Oct 13, 2023 By Triston Martin

Are you a home buyer searching for your perfect property but don’t know where to start? If so, it is important to understand the difference between mortgage preapprovals and prequalifications. It can be confusing and difficult to navigate the world of mortgages, especially if you are unfamiliar with them.

It is essential to consider factors such as budget restrictions or personal goals to determine which type of mortgage works best for you – leaving no room for making assumptions. In this blog post, we will look at both options in detail and explain what each entails so that you know which one is right for your situation. Read on!

What Is The Difference Between Preapproval and Prequalification For a Mortgage Loan

Mortgage preapproval and prequalification are two very different processes. Mortgage preapproval involves applying to a lender to review your credit score, financial statements, and other documents. Once the lender has completed their review, they will provide you with a letter of preapproval that notes that you have met their requirements and could qualify for a loan.

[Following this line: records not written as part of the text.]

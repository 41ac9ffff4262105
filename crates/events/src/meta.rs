use std::borrow::Cow;

use chrono::{DateTime, Utc};
use serde::{Deserialize, Serialize};
use tracing::Level;
use uuid::Uuid;

/// Metadata that accompanies every event on the channel.
///
/// Consumers use it to order events, correlate them with a job and route
/// them to the right log level.
#[derive(Clone, Debug, Serialize, Deserialize)]
#[serde(rename_all = "camelCase")]
pub struct EventMeta {
    /// Unique identifier for this specific event.
    pub event_id: Uuid,
    /// Job or transaction the event belongs to.
    pub correlation_id: Option<String>,
    /// Timestamp captured at emission time.
    pub timestamp: DateTime<Utc>,
    pub level: EventLevel,
    pub source: EventSource,
}

impl EventMeta {
    /// Create a new metadata instance for a given source and level.
    #[must_use]
    pub fn new(level: impl Into<EventLevel>, source: EventSource) -> Self {
        Self {
            event_id: Uuid::new_v4(),
            correlation_id: None,
            timestamp: Utc::now(),
            level: level.into(),
            source,
        }
    }

    #[must_use]
    pub fn with_correlation_id(mut self, correlation_id: impl Into<String>) -> Self {
        self.correlation_id = Some(correlation_id.into());
        self
    }
}

/// Lightweight severity levels used by the event system.
#[derive(Clone, Copy, Debug, Deserialize, Serialize, PartialEq, Eq, PartialOrd, Ord)]
#[serde(rename_all = "snake_case")]
pub enum EventLevel {
    Trace,
    Debug,
    Info,
    Warn,
    Error,
}

impl From<Level> for EventLevel {
    fn from(level: Level) -> Self {
        match level {
            Level::TRACE => EventLevel::Trace,
            Level::DEBUG => EventLevel::Debug,
            Level::INFO => EventLevel::Info,
            Level::WARN => EventLevel::Warn,
            Level::ERROR => EventLevel::Error,
        }
    }
}

/// Component that originated the event.
#[derive(Clone, Debug, Deserialize, Serialize, PartialEq, Eq, PartialOrd, Ord)]
pub struct EventSource(Cow<'static, str>);

impl EventSource {
    pub const JOB: Self = Self::const_str("job");
    pub const PROGRESS: Self = Self::const_str("progress");
    pub const PACKAGE: Self = Self::const_str("package");
    pub const OUTPUT: Self = Self::const_str("output");
    pub const ERROR: Self = Self::const_str("error");

    const fn const_str(value: &'static str) -> Self {
        Self(Cow::Borrowed(value))
    }

    #[must_use]
    pub fn as_str(&self) -> &str {
        &self.0
    }
}
#[cfg(test)]
mod tests {
    use super::*;
    use crate::action_log::TracingActionLog;
    use crate::cancel::CancelBridge;
    use pkbridge_events::{channel, EventReceiver, JobEvent};
    use std::sync::{Arc, Mutex};

    #[derive(Clone, Default)]
    struct MemoryLog(Arc<Mutex<Vec<String>>>);

    impl ActionLog for MemoryLog {
        fn log_action(&mut self, line: &str) -> Result<(), pkbridge_errors::Error> {
            self.0.lock().unwrap().push(line.to_string());
            Ok(())
        }
    }

    fn translator(role: Role) -> (EventTranslator, EventReceiver, MemoryLog) {
        let (tx, rx) = channel();
        let context = JobContext::new(role, Arc::new(CancelBridge::new())).with_event_sender(tx);
        let log = MemoryLog::default();
        (
            EventTranslator::new(context, Box::new(log.clone()), false),
            rx,
            log,
        )
    }

    fn drain(rx: &mut EventReceiver) -> Vec<JobEvent> {
        std::iter::from_fn(|| rx.try_recv().ok()).map(|m| m.event).collect()
    }

    #[test]
    fn test_optdepend_diff() {
        let old = Package::new("foo", "1")
            .with_optdepend("x>=1.0".parse().unwrap())
            .with_optdepend(Depend::named("y"));
        let new = Package::new("foo", "2")
            .with_optdepend(Depend::named("z"))
            .with_optdepend("x>=1.0".parse().unwrap())
            .with_optdepend(Depend::named("y"));

        let added: Vec<String> = new_optdepends(&new, &old)
            .into_iter()
            .map(ToString::to_string)
            .collect();
        assert_eq!(added, vec!["z"]);
    }

    fn messages(rx: &mut EventReceiver) -> Vec<String> {
        drain(rx)
            .into_iter()
            .filter_map(|e| match e {
                JobEvent::Message { text } => Some(text),
                _ => None,
            })
            .collect()
    }

    fn optdep_pair() -> (PackageRef, PackageRef) {
        let old = Package::new("foo", "1")
            .with_optdepend("x>=1.0".parse().unwrap())
            .with_optdepend(Depend::named("y"))
            .into_ref();
        let new = Package::new("foo", "2")
            .with_optdepend("x>=1.0".parse().unwrap())
            .with_optdepend(Depend::named("y"))
            .with_optdepend(Depend::named("z"))
            .into_ref();
        (new, old)
    }

    #[test]
    fn test_upgrade_reports_new_optdepends() {
        let (mut t, mut rx, log) = translator(Role::UpdatePackages);
        let (package, old) = optdep_pair();

        t.on_event(&EngineEvent::UpgradeStart {
            package: Arc::clone(&package),
            old: Arc::clone(&old),
        });
        t.on_event(&EngineEvent::UpgradeDone { package, old });

        assert_eq!(
            messages(&mut rx),
            vec!["<b>foo</b>\nNew optional dependencies:\nz\n"]
        );
        assert_eq!(*log.0.lock().unwrap(), vec!["upgraded foo (1 -> 2)"]);
    }

    #[test]
    fn test_reinstall_reports_no_new_optdepends() {
        let (mut t, mut rx, _) = translator(Role::InstallPackages);
        let (package, old) = optdep_pair();

        t.on_event(&EngineEvent::ReinstallStart {
            package: Arc::clone(&package),
            old: Some(Arc::clone(&old)),
        });
        t.on_event(&EngineEvent::ReinstallDone {
            package,
            old: Some(old),
        });

        assert!(messages(&mut rx).is_empty());
    }

    #[test]
    fn test_add_lifecycle() {
        let (mut t, mut rx, log) = translator(Role::InstallPackages);
        let package = Package::new("foo", "1.0-1")
            .with_optdepend("bar: for the bar feature".parse().unwrap())
            .into_ref();

        t.on_event(&EngineEvent::AddStart {
            package: Arc::clone(&package),
        });
        t.on_event(&EngineEvent::ScriptletInfo {
            line: "post-install hook ran\n".to_string(),
        });
        t.on_event(&EngineEvent::AddDone { package });

        let events = drain(&mut rx);
        assert_eq!(
            events[0],
            JobEvent::StatusChanged {
                status: Status::Installing
            }
        );
        assert!(matches!(
            events[1],
            JobEvent::Package {
                info: InfoKind::Installing,
                ..
            }
        ));
        assert!(matches!(
            events[2],
            JobEvent::Package {
                info: InfoKind::Finished,
                ..
            }
        ));
        assert_eq!(
            events[3],
            JobEvent::Message {
                text: "<b>foo</b>\npost-install hook ran\nOptional dependencies:\nbar: for the bar feature\n"
                    .to_string()
            }
        );
        assert_eq!(*log.0.lock().unwrap(), vec!["installed foo (1.0-1)"]);
    }

    #[test]
    fn test_upgrade_status_depends_on_role() {
        let package = Package::new("foo", "2").into_ref();
        let old = Package::new("foo", "1").into_ref();
        let start = EngineEvent::UpgradeStart {
            package: Arc::clone(&package),
            old: Arc::clone(&old),
        };

        let (mut t, mut rx, _) = translator(Role::InstallFiles);
        t.on_event(&start);
        assert_eq!(
            drain(&mut rx)[0],
            JobEvent::StatusChanged {
                status: Status::Installing
            }
        );

        let (mut t, mut rx, log) = translator(Role::UpdatePackages);
        t.on_event(&start);
        t.on_event(&EngineEvent::DowngradeDone { package, old });
        assert_eq!(
            drain(&mut rx)[0],
            JobEvent::StatusChanged {
                status: Status::Updating
            }
        );
        assert_eq!(*log.0.lock().unwrap(), vec!["downgraded foo (1 -> 2)"]);
    }

    #[test]
    fn test_reinstall_and_remove_log_lines() {
        let (mut t, _rx, log) = translator(Role::RemovePackages);
        let package = Package::new("foo", "1").into_ref();

        t.on_event(&EngineEvent::ReinstallDone {
            package: Arc::clone(&package),
            old: None,
        });
        t.on_event(&EngineEvent::RemoveStart {
            package: Arc::clone(&package),
        });
        t.on_event(&EngineEvent::RemoveDone { package });

        assert_eq!(
            *log.0.lock().unwrap(),
            vec!["reinstalled foo (1)", "removed foo (1)"]
        );
    }

    #[test]
    fn test_optdep_required_is_announced_once() {
        let (mut t, mut rx, _) = translator(Role::InstallPackages);
        let event = EngineEvent::OptdepRequired {
            package: Package::new("foo", "1").into_ref(),
            depend: Depend::named("python"),
        };

        t.on_event(&event);
        t.on_event(&event);

        assert_eq!(
            drain(&mut rx),
            vec![JobEvent::Message {
                text: "<b>foo</b>\noptionally requires python\n".to_string()
            }]
        );
    }

    #[test]
    fn test_phase_statuses() {
        let (mut t, mut rx, _) = translator(Role::InstallPackages);
        for event in [
            EngineEvent::CheckDepsStart,
            EngineEvent::DiskspaceStart,
            EngineEvent::IntegrityStart,
            EngineEvent::LoadStart,
            EngineEvent::DeltaPatchStart,
            EngineEvent::RetrieveStart,
            EngineEvent::CheckDepsDone,
            EngineEvent::Other { code: 77 },
        ] {
            t.on_event(&event);
        }

        let statuses: Vec<Status> = drain(&mut rx)
            .into_iter()
            .filter_map(|e| match e {
                JobEvent::StatusChanged { status } => Some(status),
                _ => None,
            })
            .collect();
        assert_eq!(
            statuses,
            vec![
                Status::DependencyResolution,
                Status::TestCommit,
                Status::SignatureCheck,
                Status::Setup,
                Status::Repackaging,
                Status::Download,
            ]
        );
    }

    #[test]
    fn test_warning_log_goes_to_output() {
        let (tx, mut rx) = channel();
        let context =
            JobContext::new(Role::InstallPackages, Arc::new(CancelBridge::new())).with_event_sender(tx);
        let mut t = EventTranslator::new(context, Box::new(TracingActionLog), false);
        let package = Package::new("foo", "1").into_ref();

        t.on_event(&EngineEvent::AddStart {
            package: Arc::clone(&package),
        });
        t.on_log(LogLevel::Warning, "directory permissions differ\n");
        t.on_log(LogLevel::Debug, "noise\n");
        t.finish();

        let messages: Vec<String> = drain(&mut rx)
            .into_iter()
            .filter_map(|e| match e {
                JobEvent::Message { text } => Some(text),
                _ => None,
            })
            .collect();
        assert_eq!(messages, vec!["<b>foo</b>\ndirectory permissions differ\n"]);
    }

    #[test]
    fn test_empty_warning_adds_no_output() {
        let (mut t, mut rx, _) = translator(Role::InstallPackages);
        let package = Package::new("foo", "1").into_ref();

        t.on_event(&EngineEvent::AddStart {
            package: Arc::clone(&package),
        });
        t.on_log(LogLevel::Warning, "");
        t.on_event(&EngineEvent::AddDone { package });

        assert!(messages(&mut rx).is_empty());
    }

    #[test]
    fn test_question_output_is_buffered() {
        let (mut t, mut rx, _) = translator(Role::InstallPackages);
        let package = Package::new("linux", "6").into_ref();

        t.on_event(&EngineEvent::AddStart {
            package: Arc::clone(&package),
        });
        let answer = t.on_question(&Question::InstallIgnorePkg {
            package: Arc::clone(&package),
        });
        t.finish();

        assert_eq!(answer, Answer::No);
        assert!(drain(&mut rx).contains(&JobEvent::Message {
            text: "<b>linux</b>\nlinux: was not ignored\n".to_string()
        }));
    }
}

On the other hand, mortgage prequalification is much less involved than preapproval. Rather than providing documentation or verifying your income or assets, this process ensures that you meet the minimum requirements for loan qualification based on information provided by you, such as employment history or estimated income streams. Prequalification does not guarantee approval, and lenders may need to investigate further.

It is important to note that prequalification does not involve a credit check, whereas preapproval does. As such, if you are considering applying for a loan, it may be beneficial to opt for a preapproval rather than being prequalified, as this can provide lenders with more confidence in your ability to repay the loan – increasing your chances of loan approval.

How To Determine Which One Is Right For You

Determining the best mortgage option for you isn’t always easy, depending on your situation. Preapprovals and prequalifications are good options but can be used in different situations.

Mortgage preapproval is a more comprehensive qualification process than prequalification. It requires providing lenders with detailed information about income, debts, assets, and credit scores.

After examining all of this information, the lender will estimate the loan amount they would lend to you – given that you qualify based on their criteria. This estimate is valid for up to 90 days and represents how much money you can borrow from them.

On the other hand, obtaining a mortgage prequalification can only be done by providing such extensive details to the lender. It only requires basic information such as employment status, income, and credit score. This preliminary assessment helps you understand where you stand regarding loan qualification.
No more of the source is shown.